James Cook University research officer Hillary Smith was part of a team that examined what happened when they removed macroalgae at a site near Townsville before a severe bleaching event in early 2020.
“When algae become too abundant it can be bad for corals, as algae compete for space and can directly harm both juvenile and adult corals.
“However, algae is not all bad, as the canopy provided by upright macroalgae might reduce direct sunlight and provide refuge for corals during heat events. We wanted to see if this was true,” said Ms Smith.
She said the scientists found there was no overall difference in bleaching prevalence in plots where macroalgae had been removed and control plots where it had not been removed.
“However, bleaching prevalence varied with the different morphology (shape and form) of corals. Mounding corals (such as brain corals) were more likely to experience bleaching in removal plots compared to controls, indicating that these corals do get some degree of protection from the macroalgae canopy,” said Ms Smith.

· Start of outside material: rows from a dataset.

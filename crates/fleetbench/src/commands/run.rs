use crate::progress::ConsoleProgress;
use crate::render;
use chrono::{DateTime, Utc};
use colored::Colorize;
use fleetbench_cloud::{Orchestrator, ProvisioningRequest};
use fleetbench_cloud_aws::AwsClients;
use fleetbench_config::BenchConfig;
use std::path::Path;
use std::sync::Arc;

/// ワーカーテンプレートが要求する権限
const TEMPLATE_CAPABILITIES: [&str; 2] = ["CAPABILITY_IAM", "CAPABILITY_NAMED_IAM"];

pub struct RunOptions {
    pub json: bool,
    pub allow_partial: bool,
    pub instances: Option<u32>,
}

pub async fn handle(config_path: Option<&Path>, options: RunOptions) -> anyhow::Result<()> {
    let mut config = super::load_config(config_path)?;
    if let Some(instances) = options.instances {
        config.child_number_of_instances = Some(instances);
    }
    if options.allow_partial {
        config.allow_partial_results = true;
    }
    config.validate()?;

    let template = fleetbench_config::template::load(&config.template_path, &config.boot_script_path)?;
    let request = build_request(&config, template, Utc::now())?;
    let expected_workers = config.child_number_of_instances.map(|n| n as usize);

    let clients = AwsClients::load(config.aws_region.as_deref()).await;
    let orchestrator = Orchestrator::new(clients.capabilities(), super::lifecycle_settings(&config))
        .with_observer(Arc::new(ConsoleProgress));

    eprintln!(
        "{}",
        format!("スタック '{}' を作成中...", request.name).cyan()
    );
    let outcome = orchestrator.run(&request, expected_workers).await?;

    if options.json {
        println!("{}", render::json(&outcome)?);
    } else {
        print!("{}", render::human(&outcome));
    }
    Ok(())
}

fn required<'a>(value: &'a Option<String>, key: &str) -> anyhow::Result<&'a str> {
    value
        .as_deref()
        .ok_or_else(|| anyhow::anyhow!("{} が設定されていません", key))
}

/// 実行ごとに一意な名前でスタック作成リクエストを組み立てる
pub fn build_request(
    config: &BenchConfig,
    template_body: String,
    now: DateTime<Utc>,
) -> anyhow::Result<ProvisioningRequest> {
    let name = format!("{}-{}", config.stack_name_prefix, now.timestamp_millis());
    let instances = config
        .child_number_of_instances
        .ok_or_else(|| anyhow::anyhow!("child_number_of_instances が設定されていません"))?;

    let mut request = ProvisioningRequest::new(name, template_body)
        .with_parameter("SubnetIds", required(&config.child_subnet_ids, "child_subnet_ids")?)
        .with_parameter("AMIId", required(&config.child_ami_id, "child_ami_id")?)
        .with_parameter(
            "InstanceType",
            required(&config.child_instance_type, "child_instance_type")?,
        )
        .with_parameter("NumberOfInstances", instances);
    for capability in TEMPLATE_CAPABILITIES {
        request = request.with_capability(capability);
    }
    Ok(request)
}
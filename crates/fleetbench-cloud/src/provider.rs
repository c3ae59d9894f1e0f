//! Capability traits the lifecycle controller talks to
//!
//! Every remote service is reached through one of these narrow traits and
//! injected as `Arc<dyn ...>`, so a run can be driven against the real cloud
//! bindings or against the in-memory fakes in [`crate::testing`].

use crate::error::Result;
use crate::model::{ProvisioningRequest, StackDescriptor, WorkerId};
use async_trait::async_trait;
use std::sync::Arc;
use std::time::Duration;

/// Declarative provisioning service (e.g. CloudFormation)
#[async_trait]
pub trait ProvisioningService: Send + Sync {
    /// Submit a creation request
    ///
    /// Synchronous rejection by the service is reported as
    /// [`CloudError::ProvisioningRejected`](crate::CloudError::ProvisioningRejected).
    async fn create(&self, request: &ProvisioningRequest) -> Result<()>;

    /// Fetch the current status and outputs of a request
    async fn describe(&self, name: &str) -> Result<StackDescriptor>;

    /// Request deletion of everything the request created
    async fn delete(&self, name: &str) -> Result<()>;
}

/// Membership of a worker group (e.g. an Auto Scaling group)
#[async_trait]
pub trait GroupMembership: Send + Sync {
    async fn list_members(&self, group: &str) -> Result<Vec<WorkerId>>;
}

/// Shared key-value store workers publish their results to
#[async_trait]
pub trait KeyValueStore: Send + Sync {
    /// Read a value; a missing key is [`CloudError::NotFound`](crate::CloudError::NotFound)
    async fn get(&self, key: &str) -> Result<String>;

    async fn delete(&self, key: &str) -> Result<()>;
}

/// Suspends the current task between retry attempts
#[async_trait]
pub trait Sleeper: Send + Sync {
    async fn sleep(&self, duration: Duration);
}

/// [`Sleeper`] backed by the tokio timer
#[derive(Debug, Clone, Copy, Default)]
pub struct TokioSleeper;

#[async_trait]
impl Sleeper for TokioSleeper {
    async fn sleep(&self, duration: Duration) {
        tokio::time::sleep(duration).await;
    }
}

/// The set of remote capabilities one run needs
#[derive(Clone)]
pub struct CloudCapabilities {
    pub provisioning: Arc<dyn ProvisioningService>,
    pub membership: Arc<dyn GroupMembership>,
    pub store: Arc<dyn KeyValueStore>,
    pub sleeper: Arc<dyn Sleeper>,
}

impl CloudCapabilities {
    pub fn new(
        provisioning: Arc<dyn ProvisioningService>,
        membership: Arc<dyn GroupMembership>,
        store: Arc<dyn KeyValueStore>,
    ) -> Self {
        Self {
            provisioning,
            membership,
            store,
            sleeper: Arc::new(TokioSleeper),
        }
    }

    /// Replace the sleeper used between retry attempts
    pub fn with_sleeper(mut self, sleeper: Arc<dyn Sleeper>) -> Self {
        self.sleeper = sleeper;
        self
    }
}
use colored::Colorize;
use fleetbench_cloud::{CleanupReport, RunObserver, StackDescriptor, WorkerId};

/// 実行の進捗を stderr に表示する
pub struct ConsoleProgress;

impl RunObserver for ConsoleProgress {
    fn stack_submitted(&self, name: &str) {
        eprintln!("  {} スタック作成を受け付けました: {}", "✓".green(), name.cyan());
        eprintln!("{}", "  ワーカーの起動を待っています...".dimmed());
    }

    fn stack_settled(&self, descriptor: &StackDescriptor) {
        if descriptor.has_failed() {
            eprintln!(
                "  {} スタックの作成に失敗しました: {}",
                "✗".red(),
                descriptor.status.red()
            );
            if let Some(reason) = &descriptor.status_reason {
                eprintln!("    {}", reason.dimmed());
            }
        } else {
            eprintln!("  {} スタック作成完了", "✓".green());
        }
    }

    fn workers_resolved(&self, workers: &[WorkerId]) {
        let ids: Vec<&str> = workers.iter().map(WorkerId::as_str).collect();
        eprintln!(
            "  {} ワーカー {} 台: {}",
            "✓".green(),
            workers.len(),
            ids.join(", ").cyan()
        );
        eprintln!("{}", "  結果を待っています...".dimmed());
    }

    fn results_collected(&self, collected: usize, failed: usize) {
        if failed == 0 {
            eprintln!("  {} {} 台分の結果を取得しました", "✓".green(), collected);
        } else {
            eprintln!(
                "  {} {} 台分の結果を取得、{} 台は取得できませんでした",
                "⚠".yellow(),
                collected,
                failed
            );
        }
        eprintln!("{}", "  インスタンスを停止し、リソースを削除しています...".dimmed());
    }

    fn cleanup_finished(&self, report: &CleanupReport) {
        if report.is_clean() {
            eprintln!("  {} 片付け完了", "✓".green());
        } else {
            eprintln!(
                "  {} 片付けで {} 件のリソースを削除できませんでした",
                "⚠".yellow(),
                report.failures.len()
            );
        }
    }
}
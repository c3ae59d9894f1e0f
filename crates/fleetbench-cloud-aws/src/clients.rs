//! Shared SDK configuration and clients

use crate::{AutoScalingMembership, CloudFormationService, SsmParameterStore};
use aws_config::{BehaviorVersion, Region};
use fleetbench_cloud::CloudCapabilities;
use std::sync::Arc;

/// One client per service, built from a single shared SDK config
#[derive(Clone, Debug)]
pub struct AwsClients {
    pub cloudformation: aws_sdk_cloudformation::Client,
    pub autoscaling: aws_sdk_autoscaling::Client,
    pub ssm: aws_sdk_ssm::Client,
}

impl AwsClients {
    /// Load the SDK config from the environment
    ///
    /// `region` overrides the region found by the default provider chain.
    pub async fn load(region: Option<&str>) -> Self {
        let mut loader = aws_config::defaults(BehaviorVersion::latest());
        if let Some(region) = region {
            loader = loader.region(Region::new(region.to_string()));
        }
        let shared = loader.load().await;

        tracing::debug!(
            region = shared.region().map(|r| r.as_ref()).unwrap_or("<unset>"),
            "Loaded AWS config"
        );

        Self {
            cloudformation: aws_sdk_cloudformation::Client::new(&shared),
            autoscaling: aws_sdk_autoscaling::Client::new(&shared),
            ssm: aws_sdk_ssm::Client::new(&shared),
        }
    }

    /// Capabilities backed by these clients, sleeping on the tokio timer
    pub fn capabilities(&self) -> CloudCapabilities {
        CloudCapabilities::new(
            Arc::new(CloudFormationService::new(self.cloudformation.clone())),
            Arc::new(AutoScalingMembership::new(self.autoscaling.clone())),
            Arc::new(SsmParameterStore::new(self.ssm.clone())),
        )
    }
}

She said a follow-up survey months after the bleaching event had ended found that corals in plots where the macroalgae had been removed had recovered to a greater extent than those where macroalgae had been left to grow.
“The greater recovery of coral communities in removal plots might result from reduced competition with macroalgae,” said Ms Smith.
Associate Professor Scott Heron, a co-author of the study, said such findings were becoming increasingly important.
“With the escalating frequency and intensity of anomalously-high temperature events, climate-driven coral bleaching and mortality is now occurring somewhere in the world every year. This is the biggest risk to reef ecosystems over the coming decades.
“It’s in no way a theoretical problem – broad-scale coral bleaching events have already had major effects on the Great Barrier Reef in 2016, 2017, 2020, and again this year in 2022,” he said.
“When corals die, macroalgae can proliferate quickly, so it’s important to understand how these two groups interact on reefs,” Ms Smith said.
She said environmental managers were looking at more and more novel options to boost coral reef resilience and the team’s work pointed to a nuanced approach to macroalgae removal being helpful.
“Our study suggests that the timing of removing macroalgae on the Great Barrier Reef may maximise benefits. Algae removal before the annual mass spawning period in September/October will reduce competition for space between algae and baby corals.
“Conversely, it seems that allowing some regrowth of the algae canopy prior to the maximum summer heat in February and March will give some protection to mounding corals.”